James Rosenzweig, UCLA distinguished professor of physics, has been selected to receive one of 13 research awards from the U.S. Department of Energy for work in particle accelerator science and technology.

Rosenzweig’s project, will be supported by a grant of $2.8 million over three years, concerns theoretical and experimental studies in accelerator physics, with applications touching a wide variety of interdisciplinary science.

Rosenzweig’s Particle Beam Physics Laboratory is a state-of-the-art center for research into beam physics and accelerator technologies, with a dual emphasis on frontier research and training the next generation of researchers in these burgeoning fields.

“The practitioners of accelerator science can thus be placed in a tradition of instrument development dating back to Galileo,” Rosenzweig said. “Beam physics is a vibrant, cross-disciplinary enterprise, which intersects heavily with high-energy density science, plasma physics, ultra-fast lasers, nonlinear dynamics and various technologies. Applications extend from the energy frontier in particle physics, to ultra-fast phenomena in biology and materials, and to industrial and medical uses.”

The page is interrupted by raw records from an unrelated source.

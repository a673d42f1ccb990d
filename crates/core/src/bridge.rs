// LabWired - Firmware Simulation Platform
// Copyright (C) 2026 Andrii Shylenko
//
// This software is released under the MIT License.
// See the LICENSE file in the project root for full license information.

//! The bridge context object.
//!
//! One `Bridge` per co-simulation session. It owns the memory path, holds the
//! interrupt socket and walks through an explicit lifecycle:
//!
//! ```text
//! Elaborated --on_kernel_init--> Configured --start_quantum_timer--> Running
//!      \__________________________\______________________request_exit--> Stopping
//! ```

use crate::args::ArgumentVector;
use crate::config::{params, BridgeConfig};
use crate::dmi::{self, DmiRegion};
use crate::interrupt::{DeliveryPump, InterruptBridge};
use crate::memory::MemoryBridge;
use crate::metrics::BridgeMetrics;
use crate::quantum::{Quantum, QuantumTimer, VirtualTimer};
use crate::{
    BridgeError, BridgeResult, IrqLine, KernelControl, MemorySocket, MmioHandler, ParamSpace,
    RamMapper, UnassignedAccess,
};
use labwired_cosim_config::Platform;
use serde::Serialize;
use std::sync::atomic::{AtomicBool, Ordering};
use std::sync::Arc;

#[derive(Debug, Clone, Copy, PartialEq, Eq, Serialize)]
pub enum LifecycleState {
    /// Sockets exist; nothing has been read from the kernel yet.
    Elaborated,
    /// Quantum known, argument vector frozen.
    Configured,
    /// The quantum timer is armed.
    Running,
    /// Exit requested; the session is winding down.
    Stopping,
}

/// Session-wide flags read from several threads.
#[derive(Debug, Default)]
pub struct SessionFlags {
    initialized: AtomicBool,
    exit_requested: AtomicBool,
}

impl SessionFlags {
    pub fn mark_initialized(&self) {
        self.initialized.store(true, Ordering::Release);
    }

    pub fn is_initialized(&self) -> bool {
        self.initialized.load(Ordering::Acquire)
    }

    /// Returns false if exit had already been requested.
    fn request_exit(&self) -> bool {
        !self.exit_requested.swap(true, Ordering::AcqRel)
    }

    pub fn exit_requested(&self) -> bool {
        self.exit_requested.load(Ordering::Acquire)
    }
}

pub struct Bridge<S> {
    config: BridgeConfig,
    state: LifecycleState,
    memory: MemoryBridge<S>,
    irq: Arc<InterruptBridge>,
    kernel: Arc<dyn KernelControl>,
    flags: Arc<SessionFlags>,
    quantum: Option<Quantum>,
    args: ArgumentVector,
    regions: Vec<DmiRegion>,
    metrics: Arc<BridgeMetrics>,
}

impl<S: MemorySocket> Bridge<S> {
    /// Elaborate the bridge around the kernel's memory socket.
    ///
    /// The returned pump belongs to the host's CPU thread; interrupt
    /// deliveries only happen when it is drained.
    pub fn new(
        config: BridgeConfig,
        socket: S,
        kernel: Arc<dyn KernelControl>,
    ) -> (Self, DeliveryPump) {
        let metrics = Arc::new(BridgeMetrics::new());
        let (irq, pump) = InterruptBridge::new(config.irq_pool_capacity, metrics.clone());
        let bridge = Self {
            memory: MemoryBridge::new(socket, metrics.clone()),
            config,
            state: LifecycleState::Elaborated,
            irq,
            kernel,
            flags: Arc::new(SessionFlags::default()),
            quantum: None,
            args: ArgumentVector::new(),
            regions: Vec::new(),
            metrics,
        };
        tracing::debug!("bridge elaborated ({:?})", bridge.config);
        (bridge, pump)
    }

    fn expect_state(&self, op: &'static str, allowed: &[LifecycleState]) -> BridgeResult<()> {
        if allowed.contains(&self.state) {
            Ok(())
        } else {
            Err(BridgeError::Lifecycle {
                op,
                state: self.state,
            })
        }
    }

    fn transition(&mut self, to: LifecycleState) {
        tracing::info!("bridge {:?} -> {:?}", self.state, to);
        self.state = to;
    }

    pub fn state(&self) -> LifecycleState {
        self.state
    }

    pub fn config(&self) -> &BridgeConfig {
        &self.config
    }

    /// Arguments pushed here come before the platform profile.
    pub fn args_mut(&mut self) -> BridgeResult<&mut ArgumentVector> {
        self.expect_state("args_mut", &[LifecycleState::Elaborated])?;
        Ok(&mut self.args)
    }

    pub fn args(&self) -> &ArgumentVector {
        &self.args
    }

    /// Export the host's interrupt lines to the interrupt socket. Once only.
    pub fn export_irqs(&self, lines: Vec<Arc<dyn IrqLine>>) -> BridgeResult<()> {
        self.expect_state(
            "export_irqs",
            &[LifecycleState::Elaborated, LifecycleState::Configured],
        )?;
        self.irq.export_irqs(lines)
    }

    /// The target side the kernel's interrupt initiator binds to.
    pub fn interrupt_socket(&self) -> Arc<InterruptBridge> {
        self.irq.clone()
    }

    /// The kernel's init hook: read the quantum and assemble the host command
    /// line for `platform`.
    pub fn on_kernel_init(
        &mut self,
        params: &dyn ParamSpace,
        platform: Platform,
    ) -> BridgeResult<&ArgumentVector> {
        self.expect_state("on_kernel_init", &[LifecycleState::Elaborated])?;

        let ns = params
            .uint_param(params::QUANTUM)
            .ok_or_else(|| BridgeError::MissingParam(params::QUANTUM.to_string()))?;
        let quantum = Quantum::from_ns(ns)?;
        self.quantum = Some(quantum);
        tracing::info!("synchronization quantum {} ns", quantum.as_ns());

        self.args.add_platform_arguments(platform, params);
        self.args.print();

        self.transition(LifecycleState::Configured);
        Ok(&self.args)
    }

    /// Map every DMI region the kernel advertises into `mapper`.
    pub fn discover_dmi(
        &mut self,
        params: &dyn ParamSpace,
        mapper: &mut dyn RamMapper,
    ) -> BridgeResult<&[DmiRegion]> {
        self.expect_state("discover_dmi", &[LifecycleState::Configured])?;

        let regions = dmi::discover(&mut self.memory, params, mapper)?;
        if regions.is_empty() && self.config.require_dmi {
            return Err(BridgeError::NoDmiRegion);
        }
        self.regions.extend(regions);
        Ok(&self.regions)
    }

    /// Arm the quantum timer. It fires once immediately, which marks the
    /// session initialized.
    pub fn start_quantum_timer(
        &mut self,
        timer: Arc<dyn VirtualTimer>,
    ) -> BridgeResult<QuantumTimer> {
        self.expect_state("start_quantum_timer", &[LifecycleState::Configured])?;
        let quantum = self.quantum.ok_or(BridgeError::BadQuantum)?;

        self.transition(LifecycleState::Running);
        Ok(QuantumTimer::start(
            quantum,
            timer,
            self.kernel.clone(),
            self.flags.clone(),
            self.metrics.clone(),
        ))
    }

    /// Ask the whole session to stop. Later calls are ignored.
    pub fn request_exit(&mut self) {
        if !self.flags.request_exit() {
            return;
        }
        tracing::info!("exit requested");
        self.kernel.request_stop();
        self.transition(LifecycleState::Stopping);
    }

    pub fn read(
        &mut self,
        host: &mut dyn UnassignedAccess,
        addr: u64,
        size: u32,
    ) -> BridgeResult<u64> {
        self.memory.read(host, addr, size)
    }

    pub fn write(
        &mut self,
        host: &mut dyn UnassignedAccess,
        addr: u64,
        value: u64,
        size: u32,
    ) -> BridgeResult<()> {
        self.memory.write(host, addr, value, size)
    }

    pub fn is_initialized(&self) -> bool {
        self.flags.is_initialized()
    }

    pub fn exit_requested(&self) -> bool {
        self.flags.exit_requested()
    }

    pub fn flags(&self) -> &Arc<SessionFlags> {
        &self.flags
    }

    pub fn quantum(&self) -> Option<Quantum> {
        self.quantum
    }

    pub fn regions(&self) -> &[DmiRegion] {
        &self.regions
    }

    pub fn metrics(&self) -> &Arc<BridgeMetrics> {
        &self.metrics
    }

    pub fn memory(&self) -> &MemoryBridge<S> {
        &self.memory
    }

    pub fn memory_mut(&mut self) -> &mut MemoryBridge<S> {
        &mut self.memory
    }
}

impl<S: MemorySocket> MmioHandler for Bridge<S> {
    fn mmio_read(&mut self, host: &mut dyn UnassignedAccess, addr: u64, size: u32) -> u64 {
        match self.read(host, addr, size) {
            Ok(value) => value,
            Err(e) => crate::fatal(&e),
        }
    }

    fn mmio_write(&mut self, host: &mut dyn UnassignedAccess, addr: u64, value: u64, size: u32) {
        if let Err(e) = self.write(host, addr, value, size) {
            crate::fatal(&e);
        }
    }
}

#[cfg(test)]
mod tests {
    use super::*;
    use crate::cosim::{LoopbackKernel, LoopbackSocket, SharedRam};
    use crate::host::{AddressSpace, VirtualClock};
    use crate::signals::LevelLine;

    fn loopback() -> (Bridge<LoopbackSocket>, DeliveryPump, LoopbackKernel) {
        let mut kernel = LoopbackKernel::new().with_param("CPU.quantum", 1000u64);
        kernel
            .map_shared_ram("mem0", 0x1000, SharedRam::anonymous(0x1000).unwrap())
            .unwrap();
        let socket = std::mem::take(&mut kernel.socket);
        let (bridge, pump) = Bridge::new(BridgeConfig::default(), socket, kernel.control.clone());
        (bridge, pump, kernel)
    }

    #[test]
    fn test_lifecycle_happy_path() {
        let (mut bridge, _pump, kernel) = loopback();
        assert_eq!(bridge.state(), LifecycleState::Elaborated);

        bridge.on_kernel_init(&kernel.params, Platform::Generic).unwrap();
        assert_eq!(bridge.state(), LifecycleState::Configured);
        assert_eq!(bridge.quantum().map(Quantum::as_ns), Some(1000));

        let mut host = AddressSpace::new();
        assert_eq!(bridge.discover_dmi(&kernel.params, &mut host).unwrap().len(), 1);

        assert!(!bridge.is_initialized());
        let clock = Arc::new(VirtualClock::new());
        let timer = bridge.start_quantum_timer(clock.clone()).unwrap();
        assert_eq!(bridge.state(), LifecycleState::Running);
        assert!(bridge.is_initialized());
        assert_eq!(kernel.control.quanta(), 1);
        assert_eq!(clock.deadline_ns(), Some(1000));

        drop(timer);
        assert_eq!(clock.deadline_ns(), None);
    }

    #[test]
    fn test_missing_or_zero_quantum() {
        let (mut bridge, _pump, _kernel) = loopback();
        let empty = crate::cosim::ParamTable::new();
        assert!(matches!(
            bridge.on_kernel_init(&empty, Platform::Generic),
            Err(BridgeError::MissingParam(p)) if p == "CPU.quantum"
        ));

        let zero = LoopbackKernel::new().with_param("CPU.quantum", 0u64);
        assert!(matches!(
            bridge.on_kernel_init(&zero.params, Platform::Generic),
            Err(BridgeError::BadQuantum)
        ));
        assert_eq!(bridge.state(), LifecycleState::Elaborated);
    }

    #[test]
    fn test_out_of_order_operations() {
        let (mut bridge, _pump, kernel) = loopback();
        let mut host = AddressSpace::new();
        assert!(matches!(
            bridge.discover_dmi(&kernel.params, &mut host),
            Err(BridgeError::Lifecycle { op: "discover_dmi", state: LifecycleState::Elaborated })
        ));
        assert!(bridge
            .start_quantum_timer(Arc::new(VirtualClock::new()))
            .is_err());

        bridge.on_kernel_init(&kernel.params, Platform::Aarch64).unwrap();
        assert!(bridge.args_mut().is_err());
        assert!(bridge.on_kernel_init(&kernel.params, Platform::Aarch64).is_err());
    }

    #[test]
    fn test_no_dmi_region_is_an_error_when_required() {
        let kernel = LoopbackKernel::new().with_param("CPU.quantum", 10u64);
        let control = kernel.control.clone();
        let (mut bridge, _pump) = Bridge::new(BridgeConfig::default(), kernel.socket, control);
        bridge.on_kernel_init(&kernel.params, Platform::Generic).unwrap();
        let mut host = AddressSpace::new();
        assert!(matches!(
            bridge.discover_dmi(&kernel.params, &mut host),
            Err(BridgeError::NoDmiRegion)
        ));
    }

    #[test]
    fn test_no_dmi_region_tolerated_when_optional() {
        let kernel = LoopbackKernel::new().with_param("CPU.quantum", 10u64);
        let control = kernel.control.clone();
        let config = BridgeConfig {
            require_dmi: false,
            ..BridgeConfig::default()
        };
        let (mut bridge, _pump) = Bridge::new(config, kernel.socket, control);
        bridge.on_kernel_init(&kernel.params, Platform::Generic).unwrap();
        let mut host = AddressSpace::new();
        assert!(bridge.discover_dmi(&kernel.params, &mut host).unwrap().is_empty());
    }

    #[test]
    fn test_args_assembled_at_init() {
        let (mut bridge, _pump, mut kernel) = loopback();
        kernel.params.insert("CPU.kernel", "Image");
        bridge.args_mut().unwrap().push("-d");

        let argv = bridge
            .on_kernel_init(&kernel.params, Platform::Generic)
            .unwrap();
        assert_eq!(argv.as_slice()[0], "-d");
        assert_eq!(argv.as_slice()[1], "./toplevel");
        assert!(argv.to_string().ends_with("--kernel Image"));
    }

    #[test]
    fn test_request_exit_once() {
        let (mut bridge, _pump, kernel) = loopback();
        bridge.request_exit();
        bridge.request_exit();
        assert!(bridge.exit_requested());
        assert!(kernel.control.stop_requested());
        assert_eq!(bridge.state(), LifecycleState::Stopping);
    }

    #[test]
    fn test_export_irqs_through_bridge() {
        let (bridge, _pump, _kernel) = loopback();
        let line: Arc<dyn IrqLine> = Arc::new(LevelLine::new());
        bridge.export_irqs(vec![line.clone()]).unwrap();
        assert!(matches!(
            bridge.export_irqs(vec![line]),
            Err(BridgeError::IrqAlreadyExported)
        ));
        assert_eq!(bridge.interrupt_socket().exported_lines(), 1);
    }
}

His laboratory’s research includes the creation of ultra-fast, high-brightness electron beams; the application of such beams to advanced accelerators using lasers and plasmas; and the creation of new types of light sources. Indeed, the X-ray free-electron laser, now a workhorse of imaging sciences, was created based on foundational research at UCLA. Advances in novel high-brightness beam research supported by this DOE grant include extension of exciting new results recently published in the journal Nature Physics.